- ASSIGNMENT:
Set down exactly the first line of the entries and every line after it, through the line with "pub struct Host".

(MATERIAL FOR THE TASK Opens)

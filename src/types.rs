use std::fmt;
use std::net::Ipv4Addr;
use std::time::Duration;

use serde::{Deserialize, Serialize};

/// One alive host discovered by a range scan.
///
/// Identity is the address; everything else is best-effort evidence.
#[derive(Serialize, Deserialize, Debug, Clone, PartialEq, Eq)]
#[serde(rename_all = "camelCase")]
pub struct Host {
    pub ip_address: Ipv4Addr,
    #[serde(default, skip_serializing_if = "Option::is_none")]
    pub hostname: Option<String>,
    #[serde(default, skip_serializing_if = "Option::is_none")]
    pub mac_address: Option<String>,
    #[serde(default, skip_serializing_if = "Option::is_none")]
    pub vendor: Option<String>,
    /// Real OS fingerprinting is not attempted; kept for the wire shape.
    #[serde(default, skip_serializing_if = "Option::is_none")]
    pub os: Option<String>,
    #[serde(default)]
    pub open_ports: Vec<u16>,
    pub device_type: DeviceKind,
    #[serde(default, skip_serializing_if = "Option::is_none")]
    pub rtt_ms: Option<u64>,
}

impl Host {
    /// A bare host record with no evidence attached.
    pub fn new(ip_address: Ipv4Addr) -> Self {
        Self {
            ip_address,
            hostname: None,
            mac_address: None,
            vendor: None,
            os: None,
            open_ports: Vec::new(),
            device_type: DeviceKind::GenericDevice,
            rtt_ms: None,
        }
    }

    pub fn with_open_ports(mut self, ports: impl IntoIterator<Item = u16>) -> Self {
        self.open_ports = ports.into_iter().collect();
        self
    }
}

/// Device category produced by the classifier.
#[derive(Serialize, Deserialize, Debug, Clone, Copy, PartialEq, Eq, Hash)]
#[serde(rename_all = "snake_case")]
pub enum DeviceKind {
    Printer,
    RouterFirewall,
    MacosPc,
    RaspberryPi,
    WindowsPc,
    LinuxServer,
    LinuxPc,
    AndroidMobile,
    IosMobile,
    GenericDevice,
}

impl DeviceKind {
    pub fn as_str(&self) -> &'static str {
        match self {
            DeviceKind::Printer => "printer",
            DeviceKind::RouterFirewall => "router_firewall",
            DeviceKind::MacosPc => "macos_pc",
            DeviceKind::RaspberryPi => "raspberry_pi",
            DeviceKind::WindowsPc => "windows_pc",
            DeviceKind::LinuxServer => "linux_server",
            DeviceKind::LinuxPc => "linux_pc",
            DeviceKind::AndroidMobile => "android_mobile",
            DeviceKind::IosMobile => "ios_mobile",
            DeviceKind::GenericDevice => "generic_device",
        }
    }
}

impl fmt::Display for DeviceKind {
    fn fmt(&self, f: &mut fmt::Formatter<'_>) -> fmt::Result {
        f.write_str(self.as_str())
    }
}

/// Caller-supplied description of a range scan.
///
/// Addresses stay as strings until validation so that a malformed request
/// can still be reported (and recorded in history) verbatim.
#[derive(Serialize, Deserialize, Debug, Clone, Default, PartialEq, Eq)]
#[serde(rename_all = "camelCase")]
pub struct ScanRequest {
    pub start_ip: String,
    pub end_ip: String,
    /// Empty means "use the configured default ports".
    #[serde(default)]
    pub ports: Vec<u16>,
    #[serde(default)]
    pub search_hidden_hosts: bool,
    #[serde(default)]
    pub hidden_host_ports: Vec<u16>,
}

impl ScanRequest {
    pub fn new(start_ip: impl Into<String>, end_ip: impl Into<String>) -> Self {
        Self {
            start_ip: start_ip.into(),
            end_ip: end_ip.into(),
            ..Default::default()
        }
    }

    pub fn ports(mut self, ports: impl IntoIterator<Item = u16>) -> Self {
        self.ports = ports.into_iter().collect();
        self
    }

    pub fn hidden_hosts(mut self, ports: impl IntoIterator<Item = u16>) -> Self {
        self.search_hidden_hosts = true;
        self.hidden_host_ports = ports.into_iter().collect();
        self
    }
}

/// Online/offline transition observed by the monitor.
#[derive(Serialize, Deserialize, Debug, Clone, Copy, PartialEq, Eq)]
#[serde(rename_all = "camelCase")]
pub struct StatusChange {
    pub ip_address: Ipv4Addr,
    pub is_online: bool,
}

/// One remembered scan range.
#[derive(Serialize, Deserialize, Debug, Clone, PartialEq, Eq)]
#[serde(rename_all = "camelCase")]
pub struct HistoryEntry {
    pub start_ip: String,
    pub end_ip: String,
    /// RFC 3339, UTC.
    pub timestamp: String,
}

/// Outcome of a liveness check.
#[derive(Debug, Clone, Copy, PartialEq, Eq)]
pub struct Liveness {
    pub alive: bool,
    pub rtt: Option<Duration>,
}

impl Liveness {
    pub fn alive(rtt: Duration) -> Self {
        Self {
            alive: true,
            rtt: Some(rtt),
        }
    }

    pub fn down() -> Self {
        Self {
            alive: false,
            rtt: None,
        }
    }
}
// Copyright 2023 RisingWave Labs
//
// Licensed under the Apache License, Version 2.0 (the "License");
// you may not use this file except in compliance with the License.
// You may obtain a copy of the License at
//
//     http://www.apache.org/licenses/LICENSE-2.0
//
// Unless required by applicable law or agreed to in writing, software
// distributed under the License is distributed on an "AS IS" BASIS,
// WITHOUT WARRANTIES OR CONDITIONS OF ANY KIND, either express or implied.
// See the License for the specific language governing permissions and
// limitations under the License.

//! The drop-list cleanup step and the loop-termination invariant,
//! exercised against the in-memory storage stand-ins.

use std::ops::Range;
use std::sync::Arc;

use h5flow_engine::{Cache, Generator, LoopGenerator, ResourceRegistry, Stage, WorkflowManager};
use h5flow_storage::container::MemoryContainer;
use h5flow_storage::path::data_path;
use h5flow_storage::{Container, DataManager};
use h5flow_substrate::StubSubstrate;

struct NoopStage;
impl Stage for NoopStage {
    fn init(&mut self, _source_name: &str) -> h5flow_engine::Result<()> {
        Ok(())
    }
    fn run(&mut self, _source_name: &str, _source_slice: Range<u64>, _cache: &mut Cache) -> h5flow_engine::Result<()> {
        Ok(())
    }
    fn finish(&mut self, _source_name: &str) -> h5flow_engine::Result<()> {
        Ok(())
    }
}

#[test]
fn scenario_e_drop_list_removes_only_the_named_group() {
    let container = MemoryContainer::new();
    let data = Arc::new(DataManager::new(container.clone(), Arc::new(StubSubstrate)));

    data.create_dataset::<i64>("/tmp/work").unwrap();
    let off = data.reserve_rows::<i64>("/tmp/work", 3).unwrap();
    data.write_data("/tmp/work", off, &[1i64, 2, 3]).unwrap();

    data.create_dataset::<i64>("/kept").unwrap();
    let off = data.reserve_rows::<i64>("/kept", 2).unwrap();
    data.write_data("/kept", off, &[9i64, 10]).unwrap();

    let generator: Box<dyn Generator> = Box::new(LoopGenerator::new(0, 0, 1, 0, 1));
    let stages: Vec<(String, Box<dyn Stage>)> = vec![("noop".into(), Box::new(NoopStage))];

    let finish_data = data.clone();
    let drop_list = vec!["/tmp/work".to_string()];

    let mut manager = WorkflowManager::new(
        Arc::new(StubSubstrate),
        "/kept",
        generator,
        stages,
        ResourceRegistry::new(),
        Box::new(|_slice| Ok(Cache::new())),
        drop_list,
        Box::new(move |drop_list| {
            for path in drop_list {
                finish_data.delete(path)?;
            }
            finish_data.finish()?;
            Ok(())
        }),
    );

    manager.run().unwrap();

    assert_eq!(container.dataset_len(&data_path("/tmp/work")).unwrap(), None);
    assert_eq!(container.dataset_len(&data_path("/kept")).unwrap(), Some(2));
}

#[test]
fn invariant_termination_loop_ends_only_when_every_rank_is_empty() {
    // Single rank with a generator that yields two ranges then drains: the
    // loop must run exactly twice before the allreduce-AND trips.
    let generator: Box<dyn Generator> = Box::new(LoopGenerator::new(0, 7, 4, 0, 1));
    let stages: Vec<(String, Box<dyn Stage>)> = vec![("noop".into(), Box::new(NoopStage))];

    let mut manager = WorkflowManager::new(
        Arc::new(StubSubstrate),
        "/A",
        generator,
        stages,
        ResourceRegistry::new(),
        Box::new(|_slice| Ok(Cache::new())),
        vec![],
        Box::new(|_drop_list| Ok(())),
    );

    manager.run().unwrap();
    assert_eq!(manager.state(), h5flow_engine::RunState::Closed);
}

(MATERIAL FOR THE TASK Closes)

- EXERCISE ANSWER:
filename src/types.rs
use std::fmt;
use std::net::Ipv4Addr;
use std::time::Duration;

use serde::{Deserialize, Serialize};

/// One alive host discovered by a range scan.
///
/// Identity is the address; everything else is best-effort evidence.
#[derive(Serialize, Deserialize, Debug, Clone, PartialEq, Eq)]
#[serde(rename_all = "camelCase")]
pub struct Host {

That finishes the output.